There is currently a wide consensus on the fact that the evaluation of the patient risk profile with validated periodontal risk assessment tools may represent a promising approach to predict disease progression in terms of tooth/bone loss [23, 24]. In this respect, it has been previously shown that the provision of the same SPC protocol (in terms of clinical procedures and annual frequency of SPC sessions) in groups with different periodontal risk levels at completion of active therapy resulted in unfavorable outcomes in the highest risk category [9]. Higher tooth loss has been consistently observed in patients with a high-risk profile despite a stringent recall program [7, 9, 25]. Overall, these findings suggest our current inability to effectively match the adopted secondary preventive protocol with the individual need, thus resulting in under-provision of care to some individuals and over-provision to others. This can result in increased burden of disease, unwanted side effects, and sub-optimal allocation of resources [3].

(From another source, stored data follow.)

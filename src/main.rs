use clap::Parser;
use renewcast::cli::{run, Cli};

fn main() -> std::process::ExitCode {
    renewcast::init_tracing();
    run(Cli::parse())
}
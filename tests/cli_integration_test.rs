//! CLI integration tests.
//!
//! Tests cover:
//! - Config parsing (build_analysis_config, build_rate_feed)
//! - Full pipeline with mock ports
//! - Analyze, trial-balance and validate commands against real files on disk

mod common;

use common::*;
use renewcast::adapters::csv_report_adapter::{
    read_financial_report, FINANCIAL_REPORT_FILE, FORECAST_FILE, SENSITIVITY_FILE,
};
use renewcast::adapters::file_config_adapter::FileConfigAdapter;
use renewcast::cli::{self, Cli, Command};
use renewcast::domain::error::AnalysisError;
use renewcast::domain::pipeline::AnalysisConfig;
use renewcast::ports::rate_port::RatePort;
use renewcast::ports::report_port::ReportPort;
use std::fs;
use std::io::Write;
use std::path::PathBuf;
use std::process::ExitCode;

fn write_temp_ini(content: &str) -> tempfile::NamedTempFile {
    let mut file = tempfile::NamedTempFile::new().unwrap();
    file.write_all(content.as_bytes()).unwrap();
    file.flush().unwrap();
    file
}

const VALID_INI: &str = r#"
[analysis]
periods = 12
growth_rate = 0.02
discount_rate = 0.10
terminal_growth = 0.02
initial_investment = 1000000

[risk]
policy = 0.1
intermittency = 0.3
market = 0.2
operational = 0.2
"#;

mod config_loading {
    use super::*;

    #[test]
    fn build_analysis_config_valid_full() {
        let adapter = FileConfigAdapter::from_string(VALID_INI).unwrap();
        let config = cli::build_analysis_config(&adapter, None).unwrap();

        assert_eq!(config.periods, 12);
        assert!((config.growth_rate - 0.02).abs() < f64::EPSILON);
        assert!((config.discount_rate - 0.10).abs() < f64::EPSILON);
        assert!((config.terminal_growth - 0.02).abs() < f64::EPSILON);
        assert!((config.initial_investment - 1_000_000.0).abs() < f64::EPSILON);
        assert!((config.risk.intermittency - 0.3).abs() < f64::EPSILON);
    }

    #[test]
    fn build_analysis_config_uses_defaults() {
        let adapter = FileConfigAdapter::from_string("[analysis]\n").unwrap();
        let config = cli::build_analysis_config(&adapter, None).unwrap();
        assert_eq!(config, AnalysisConfig::default());
    }

    #[test]
    fn build_analysis_config_negative_periods() {
        let adapter = FileConfigAdapter::from_string("[analysis]\nperiods = -3\n").unwrap();
        let err = cli::build_analysis_config(&adapter, None).unwrap_err();
        assert!(matches!(err, AnalysisError::ConfigInvalid { key, .. } if key == "periods"));
    }

    #[test]
    fn rate_feed_overrides_manual_rate() {
        let adapter = FileConfigAdapter::from_string(VALID_INI).unwrap();
        let feed = MockRatePort(Some(0.0425));
        let config = cli::build_analysis_config(&adapter, Some(&feed as &dyn RatePort)).unwrap();
        assert!((config.discount_rate - 0.0425).abs() < f64::EPSILON);
    }

    #[test]
    fn offline_rate_feed_keeps_manual_rate() {
        let adapter = FileConfigAdapter::from_string(VALID_INI).unwrap();
        let feed = MockRatePort(None);
        let config = cli::build_analysis_config(&adapter, Some(&feed as &dyn RatePort)).unwrap();
        assert!((config.discount_rate - 0.10).abs() < f64::EPSILON);
    }

    #[test]
    fn rate_feed_path_is_relative_to_config() {
        let dir = tempfile::TempDir::new().unwrap();
        fs::write(dir.path().join("tnx.csv"), "Date,Close\n2024-06-03,4.5\n").unwrap();
        let adapter = FileConfigAdapter::from_string("[rates]\nquote_file = tnx.csv\n").unwrap();

        let feed = cli::build_rate_feed(&adapter, dir.path()).unwrap();
        assert!((feed.discount_rate().unwrap() - 0.045).abs() < 1e-12);

        let none = FileConfigAdapter::from_string("[analysis]\n").unwrap();
        assert!(cli::build_rate_feed(&none, dir.path()).is_none());
    }

    #[test]
    fn market_rate_switch_disables_feed() {
        let dir = tempfile::TempDir::new().unwrap();
        fs::write(dir.path().join("tnx.csv"), "Date,Close\n2024-06-03,4.5\n").unwrap();
        let off = FileConfigAdapter::from_string(
            "[rates]\nquote_file = tnx.csv\nuse_market_rate = no\n",
        )
        .unwrap();
        assert!(cli::build_rate_feed(&off, dir.path()).is_none());

        let on = FileConfigAdapter::from_string(
            "[rates]\nquote_file = tnx.csv\nuse_market_rate = yes\n",
        )
        .unwrap();
        assert!(cli::build_rate_feed(&on, dir.path()).is_some());
    }
}

mod pipeline {
    use super::*;

    #[test]
    fn pipeline_exports_everything() {
        let data = MockDataPort::new(sample_series_with_budget(110_000.0));
        let reports = RecordingReportPort::default();

        let code = cli::run_analysis_pipeline(&data, Some(&reports as &dyn ReportPort), &AnalysisConfig::default());
        assert_eq!(code, ExitCode::SUCCESS);
        assert_eq!(reports.forecasts.borrow().len(), 1);
        assert_eq!(reports.forecasts.borrow()[0].len(), 12);
        assert_eq!(reports.grids.borrow()[0].len(), 25);
        assert_eq!(reports.reports.borrow().len(), 1);
    }

    #[test]
    fn pipeline_without_sink_still_succeeds() {
        let data = MockDataPort::new(sample_series());
        let code = cli::run_analysis_pipeline(&data, None, &AnalysisConfig::default());
        assert_eq!(code, ExitCode::SUCCESS);
    }

    #[test]
    fn loader_schema_error_maps_to_exit_code() {
        let data = MockDataPort::failing("missing Date column");
        let reports = RecordingReportPort::default();
        let code = cli::run_analysis_pipeline(&data, Some(&reports as &dyn ReportPort), &AnalysisConfig::default());
        assert_eq!(code, ExitCode::from(3));
        assert!(reports.forecasts.borrow().is_empty());
    }

    #[test]
    fn invalid_rates_map_to_domain_exit_code() {
        let data = MockDataPort::new(sample_series());
        let config = AnalysisConfig {
            discount_rate: 0.01,
            ..AnalysisConfig::default()
        };
        let code = cli::run_analysis_pipeline(&data, None, &config);
        assert_eq!(code, ExitCode::from(4));
    }
}

mod commands {
    use super::*;

    struct Workspace {
        _dir: tempfile::TempDir,
        config: PathBuf,
        data: PathBuf,
        output: PathBuf,
    }

    fn workspace(ini: &str, csv: &str) -> Workspace {
        let dir = tempfile::TempDir::new().unwrap();
        let config = dir.path().join("renewcast.ini");
        let data = dir.path().join("cash_flows.csv");
        fs::write(&config, ini).unwrap();
        fs::write(&data, csv).unwrap();
        let output = dir.path().join("out");
        Workspace {
            _dir: dir,
            config,
            data,
            output,
        }
    }

    #[test]
    fn analyze_writes_reports() {
        let ws = workspace(VALID_INI, SAMPLE_CSV);
        let code = cli::run(Cli {
            command: Command::Analyze {
                config: ws.config.clone(),
                data: ws.data.clone(),
                output: Some(ws.output.clone()),
                dry_run: false,
            },
        });
        assert_eq!(code, ExitCode::SUCCESS);
        assert!(ws.output.join(FORECAST_FILE).exists());
        assert!(ws.output.join(SENSITIVITY_FILE).exists());

        let report = read_financial_report(&ws.output.join(FINANCIAL_REPORT_FILE)).unwrap();
        // 700k actual vs 630k budget
        assert!((report.budget_vs_actual_variance - 70_000.0).abs() < 0.01);
        assert!((report.variance_percent - 11.11).abs() < 0.01);
    }

    #[test]
    fn analyze_dry_run_writes_nothing() {
        let ws = workspace(VALID_INI, SAMPLE_CSV);
        let code = cli::run(Cli {
            command: Command::Analyze {
                config: ws.config.clone(),
                data: ws.data.clone(),
                output: Some(ws.output.clone()),
                dry_run: true,
            },
        });
        assert_eq!(code, ExitCode::SUCCESS);
        assert!(!ws.output.exists());
    }

    #[test]
    fn analyze_with_mapped_columns() {
        let ini = format!("{VALID_INI}\n[data]\ndate_column = Month\ninflow_column = Revenue\noutflow_column = Opex\n");
        let csv = "Month,Revenue,Opex\n2024-01-01,100,50\n2024-02-01,110,60\n";
        let ws = workspace(&ini, csv);
        let code = cli::run(Cli {
            command: Command::Analyze {
                config: ws.config.clone(),
                data: ws.data.clone(),
                output: None,
                dry_run: false,
            },
        });
        assert_eq!(code, ExitCode::SUCCESS);
    }

    #[test]
    fn analyze_rejects_bad_data() {
        let ws = workspace(VALID_INI, "Date,Inflow,Outflow\n2024-01-01,lots,50\n");
        let code = cli::run(Cli {
            command: Command::Analyze {
                config: ws.config.clone(),
                data: ws.data.clone(),
                output: None,
                dry_run: false,
            },
        });
        assert_eq!(code, ExitCode::from(3));
    }

    #[test]
    fn analyze_rejects_invalid_config() {
        let ws = workspace("[analysis]\ndiscount_rate = 0.01\n", SAMPLE_CSV);
        let code = cli::run(Cli {
            command: Command::Analyze {
                config: ws.config.clone(),
                data: ws.data.clone(),
                output: None,
                dry_run: false,
            },
        });
        assert_eq!(code, ExitCode::from(2));
    }

    #[test]
    fn validate_command() {
        let good = write_temp_ini(VALID_INI);
        let code = cli::run(Cli {
            command: Command::Validate {
                config: good.path().to_path_buf(),
            },
        });
        assert_eq!(code, ExitCode::SUCCESS);

        let bad = write_temp_ini("[risk]\npolicy = 2\n");
        let code = cli::run(Cli {
            command: Command::Validate {
                config: bad.path().to_path_buf(),
            },
        });
        assert_eq!(code, ExitCode::from(2));
    }

    #[test]
    fn validate_missing_config_file() {
        let code = cli::run(Cli {
            command: Command::Validate {
                config: PathBuf::from("/nonexistent/renewcast.ini"),
            },
        });
        assert_eq!(code, ExitCode::from(2));
    }

    #[test]
    fn trial_balance_creates_default_ledger() {
        let dir = tempfile::TempDir::new().unwrap();
        let ledger = dir.path().join("trial_balance.csv");
        let code = cli::run(Cli {
            command: Command::TrialBalance {
                ledger: ledger.clone(),
            },
        });
        assert_eq!(code, ExitCode::SUCCESS);
        assert!(ledger.exists());
    }

    #[test]
    fn trial_balance_unwritable_path_uses_default_ledger() {
        let dir = tempfile::TempDir::new().unwrap();
        let blocker = dir.path().join("ledger_dir");
        fs::write(&blocker, "plain file").unwrap();
        let code = cli::run(Cli {
            command: Command::TrialBalance {
                ledger: blocker.join("trial_balance.csv"),
            },
        });
        assert_eq!(code, ExitCode::SUCCESS);
    }

    #[test]
    fn trial_balance_unbalanced_exit_code() {
        let dir = tempfile::TempDir::new().unwrap();
        let ledger = dir.path().join("trial_balance.csv");
        fs::write(&ledger, "Account,Debit,Credit\nCash,150,0\nRevenue,0,100\n").unwrap();
        let code = cli::run(Cli {
            command: Command::TrialBalance { ledger },
        });
        assert_eq!(code, ExitCode::from(6));
    }
}
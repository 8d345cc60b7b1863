//! Trial-balance ledger port.

use crate::domain::error::AnalysisError;
use crate::domain::trial_balance::TrialBalance;

pub trait LedgerPort {
    /// Returns `AnalysisError::Resource` when the ledger is unavailable and
    /// `AnalysisError::Schema` when it lacks the debit/credit fields.
    fn load_trial_balance(&self) -> Result<TrialBalance, AnalysisError>;
}
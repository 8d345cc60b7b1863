//! Benchmark-yield quote file adapter implementing RatePort.
//!
//! Reads a `Date,Close` CSV of 10-year benchmark yield quotes expressed in
//! percent (4.25 = 4.25%) and returns the most recent close as a fraction.

use crate::adapters::csv_adapter::parse_date;
use crate::domain::error::AnalysisError;
use crate::ports::rate_port::RatePort;
use std::fs;
use std::path::PathBuf;

pub struct QuoteFileRateAdapter {
    path: PathBuf,
}

impl QuoteFileRateAdapter {
    pub fn new(path: PathBuf) -> Self {
        Self { path }
    }
}

impl RatePort for QuoteFileRateAdapter {
    fn discount_rate(&self) -> Result<f64, AnalysisError> {
        let content = fs::read_to_string(&self.path).map_err(|e| {
            AnalysisError::resource(format!("failed to read {}: {}", self.path.display(), e))
        })?;
        let mut rdr = csv::Reader::from_reader(content.as_bytes());
        let headers = rdr
            .headers()
            .map_err(|e| AnalysisError::schema(format!("quote header error: {}", e)))?
            .clone();
        let find = |name: &str| {
            headers
                .iter()
                .position(|h| h.trim().eq_ignore_ascii_case(name))
                .ok_or_else(|| AnalysisError::schema(format!("quote file missing '{}' column", name)))
        };
        let date_idx = find("Date")?;
        let close_idx = find("Close")?;

        let mut latest = None;
        for result in rdr.records() {
            let record =
                result.map_err(|e| AnalysisError::schema(format!("quote parse error: {}", e)))?;
            let Some(date) = record.get(date_idx).and_then(parse_date) else {
                continue;
            };
            let Some(close) = record
                .get(close_idx)
                .and_then(|v| v.trim().parse::<f64>().ok())
                .filter(|v| v.is_finite())
            else {
                continue;
            };
            if latest.is_none_or(|(d, _)| date >= d) {
                latest = Some((date, close));
            }
        }

        let (date, close) = latest.ok_or_else(|| {
            AnalysisError::resource(format!("no usable quotes in {}", self.path.display()))
        })?;
        tracing::debug!(%date, close, "benchmark yield quote");
        Ok(close / 100.0)
    }
}
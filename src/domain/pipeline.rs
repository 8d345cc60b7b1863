//! Analysis pipeline.
//!
//! AnalysisConfig carries the forecast, valuation and risk parameters for a
//! single run over one cash-flow series.

use super::cash_flow::CashFlowSeries;
use super::error::AnalysisError;
use super::financial_report::{generate_financial_report, FinancialReport};
use super::forecast::{forecast, ForecastSeries};
use super::risk::{risk_adjusted_return, RiskAdjustedReturn, RiskFactors};
use super::sensitivity::{sensitivity_analysis_with, SensitivityConfig, SensitivityGrid};
use super::valuation::{dcf_breakdown, DcfBreakdown, DEFAULT_TERMINAL_GROWTH};

#[derive(Debug, Clone, PartialEq)]
pub struct AnalysisConfig {
    pub periods: usize,
    pub growth_rate: f64,
    pub discount_rate: f64,
    pub terminal_growth: f64,
    pub initial_investment: f64,
    pub risk: RiskFactors,
}

impl Default for AnalysisConfig {
    fn default() -> Self {
        Self {
            periods: 12,
            growth_rate: 0.02,
            discount_rate: 0.10,
            terminal_growth: DEFAULT_TERMINAL_GROWTH,
            initial_investment: 1_000_000.0,
            risk: RiskFactors::default(),
        }
    }
}

impl AnalysisConfig {
    fn sensitivity_config(&self) -> SensitivityConfig {
        SensitivityConfig {
            periods: self.periods,
            terminal_growth: self.terminal_growth,
            ..SensitivityConfig::default()
        }
    }
}

#[derive(Debug, Clone)]
pub struct AnalysisOutcome {
    pub forecast: ForecastSeries,
    pub valuation: DcfBreakdown,
    pub sensitivity: SensitivityGrid,
    /// `None` when the series could not be aggregated.
    pub report: Option<FinancialReport>,
    pub risk_adjusted: RiskAdjustedReturn,
}

/// Runs the analysis and reporting paths over `series`.
///
/// Forecast, valuation and RARM errors propagate; the sensitivity sweep and
/// the financial report degrade per their own rules.
pub fn run_analysis(
    series: &CashFlowSeries,
    config: &AnalysisConfig,
) -> Result<AnalysisOutcome, AnalysisError> {
    tracing::info!(
        records = series.len(),
        periods = config.periods,
        growth_rate = config.growth_rate,
        discount_rate = config.discount_rate,
        "running analysis"
    );

    let forecast = forecast(series, config.periods, config.growth_rate)?;
    let valuation = dcf_breakdown(&forecast, config.discount_rate, config.terminal_growth)?;
    let sensitivity = sensitivity_analysis_with(
        series,
        config.growth_rate,
        config.discount_rate,
        &config.sensitivity_config(),
    )?;
    let report = generate_financial_report(series);
    let risk_adjusted =
        risk_adjusted_return(valuation.valuation, config.initial_investment, &config.risk)?;

    tracing::info!(
        valuation = valuation.valuation,
        rarm = risk_adjusted.rarm,
        "analysis complete"
    );

    Ok(AnalysisOutcome {
        forecast,
        valuation,
        sensitivity,
        report,
        risk_adjusted,
    })
}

A study conducted by Matuliene et al. (2010) [25] suggested a potential association among tooth loss, periodontal risk level, and patient compliance with suggested SPC protocol. The aim of the present study was to evaluate tooth loss in periodontitis patients with different periodontal risk levels who had either complied or not complied with SPC. The rationale to separately analyze cohorts with different levels of compliance (resulting in different intervals between recall sessions) was to (i) provide better insight into the appropriateness of a 3-month stringent and fully complied SPC protocol for patients with different periodontal risk levels and (ii) determine whether and to what extent the lack of patient compliance may affect SPC under different periodontal risk level conditions.

Materials and methods

Experimental design and ethical aspects

The present study is a retrospective analysis of de-identified data derived from the record charts of patients seeking care at the Research Centre for the Study of Periodontal and Peri-implant Diseases, University of Ferrara, Ferrara, Italy; two private dental offices in Ferrara, Italy; and one private dental office in Padova, Italy. The study protocol was approved by the ethical committee of Area Vasta Emilia Centro, Regione Emilia-Romagna (CE-AVEC) (protocol number: 58/2020/Oss/UniFe). All the clinical procedures were performed in full accordance with the Declaration of Helsinki and the Good Clinical Practice Guidelines (GCPs). Each patient included in the present analysis had previously given a written informed consent to periodontal treatments.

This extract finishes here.